ABOUT THIS TASK:
All of the entries below must be copied out exactly.
── SOURCE RECORDS ──
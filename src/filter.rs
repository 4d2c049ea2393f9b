// 🔎 Filter Engine - case-insensitive substring selection over the catalog

use std::fmt;
use std::str::FromStr;

use crate::entities::Entity;

#[derive(Debug, Clone, Copy, PartialEq, Eq, Default)]
pub enum FilterField {
    #[default]
    Name,
    Species,
    House,
    Ancestry,
}

impl FilterField {
    pub const ALL: [FilterField; 4] = [
        FilterField::Name,
        FilterField::Species,
        FilterField::House,
        FilterField::Ancestry,
    ];

    pub fn as_str(&self) -> &'static str {
        match self {
            FilterField::Name => "name",
            FilterField::Species => "species",
            FilterField::House => "house",
            FilterField::Ancestry => "ancestry",
        }
    }

    /// Next criterion in selector order, wrapping around
    pub fn next(&self) -> Self {
        match self {
            FilterField::Name => FilterField::Species,
            FilterField::Species => FilterField::House,
            FilterField::House => FilterField::Ancestry,
            FilterField::Ancestry => FilterField::Name,
        }
    }
}

impl fmt::Display for FilterField {
    fn fmt(&self, f: &mut fmt::Formatter<'_>) -> fmt::Result {
        f.write_str(self.as_str())
    }
}

impl FromStr for FilterField {
    type Err = String;

    fn from_str(s: &str) -> Result<Self, Self::Err> {
        match s.trim().to_lowercase().as_str() {
            "name" => Ok(FilterField::Name),
            "species" => Ok(FilterField::Species),
            "house" => Ok(FilterField::House),
            "ancestry" => Ok(FilterField::Ancestry),
            other => Err(format!(
                "unknown filter field '{}' (expected name, species, house or ancestry)",
                other
            )),
        }
    }
}

/// Does `entity` match `text` on `field`?
///
/// Empty text matches every record. A missing value never matches non-empty text.
pub fn matches(entity: &Entity, field: FilterField, text: &str) -> bool {
    if text.is_empty() {
        return true;
    }
    let needle = text.to_lowercase();
    entity
        .field(field)
        .map(|value| value.to_lowercase().contains(&needle))
        .unwrap_or(false)
}

/// Select the records matching `text` on `field`, keeping catalog order
pub fn filter(catalog: &[Entity], field: FilterField, text: &str) -> Vec<Entity> {
    catalog
        .iter()
        .filter(|entity| matches(entity, field, text))
        .cloned()
        .collect()
}
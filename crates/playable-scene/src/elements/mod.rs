//! Visual building blocks: the pressable button, the label, and the popup
//! panel that every overlay is built on.

pub mod button;
pub mod final_result_popup;
pub mod label;
pub mod popup;

pub use button::{Button, ButtonState, ButtonStyle, Glow};
pub use final_result_popup::FinalResultPopup;
pub use label::Label;
pub use popup::{Overlay, OverlayId, PanelPhase, PanelSettled, PopupPanel};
───
RESULT:
filename src/filter.rs
repository 4d2c049ea2393f9b
// 🔎 Filter Engine - case-insensitive substring selection over the catalog

use std::fmt;
use std::str::FromStr;

use crate::entities::Entity;

#[derive(Debug, Clone, Copy, PartialEq, Eq, Default)]
pub enum FilterField {
    #[default]
    Name,
    Species,
    House,
    Ancestry,
}

impl FilterField {
    pub const ALL: [FilterField; 4] = [
        FilterField::Name,
        FilterField::Species,
        FilterField::House,
        FilterField::Ancestry,
    ];

    pub fn as_str(&self) -> &'static str {
        match self {
            FilterField::Name => "name",
            FilterField::Species => "species",
            FilterField::House => "house",
            FilterField::Ancestry => "ancestry",
        }
    }

    /// Next criterion in selector order, wrapping around
    pub fn next(&self) -> Self {
        match self {
            FilterField::Name => FilterField::Species,
            FilterField::Species => FilterField::House,
            FilterField::House => FilterField::Ancestry,
            FilterField::Ancestry => FilterField::Name,
        }
    }
}

impl fmt::Display for FilterField {
    fn fmt(&self, f: &mut fmt::Formatter<'_>) -> fmt::Result {
        f.write_str(self.as_str())
    }
}

impl FromStr for FilterField {
    type Err = String;

    fn from_str(s: &str) -> Result<Self, Self::Err> {
        match s.trim().to_lowercase().as_str() {
            "name" => Ok(FilterField::Name),
            "species" => Ok(FilterField::Species),
            "house" => Ok(FilterField::House),
            "ancestry" => Ok(FilterField::Ancestry),
            other => Err(format!(
                "unknown filter field '{}' (expected name, species, house or ancestry)",
                other
            )),
        }
    }
}

/// Does `entity` match `text` on `field`?
///
/// Empty text matches every record. A missing value never matches non-empty text.
pub fn matches(entity: &Entity, field: FilterField, text: &str) -> bool {
    if text.is_empty() {
        return true;
    }
    let needle = text.to_lowercase();
    entity
        .field(field)
        .map(|value| value.to_lowercase().contains(&needle))
        .unwrap_or(false)
}

/// Select the records matching `text` on `field`, keeping catalog order
pub fn filter(catalog: &[Entity], field: FilterField, text: &str) -> Vec<Entity> {
    catalog
        .iter()
        .filter(|entity| matches(entity, field, text))
        .cloned()
        .collect()
}
filename crates/playable-scene/src/elements/mod.rs
//! Visual building blocks: the pressable button, the label, and the popup
//! panel that every overlay is built on.

pub mod button;
pub mod final_result_popup;
pub mod label;
pub mod popup;

pub use button::{Button, ButtonState, ButtonStyle, Glow};
pub use final_result_popup::FinalResultPopup;
pub use label::Label;
pub use popup::{Overlay, OverlayId, PanelPhase, PanelSettled, PopupPanel};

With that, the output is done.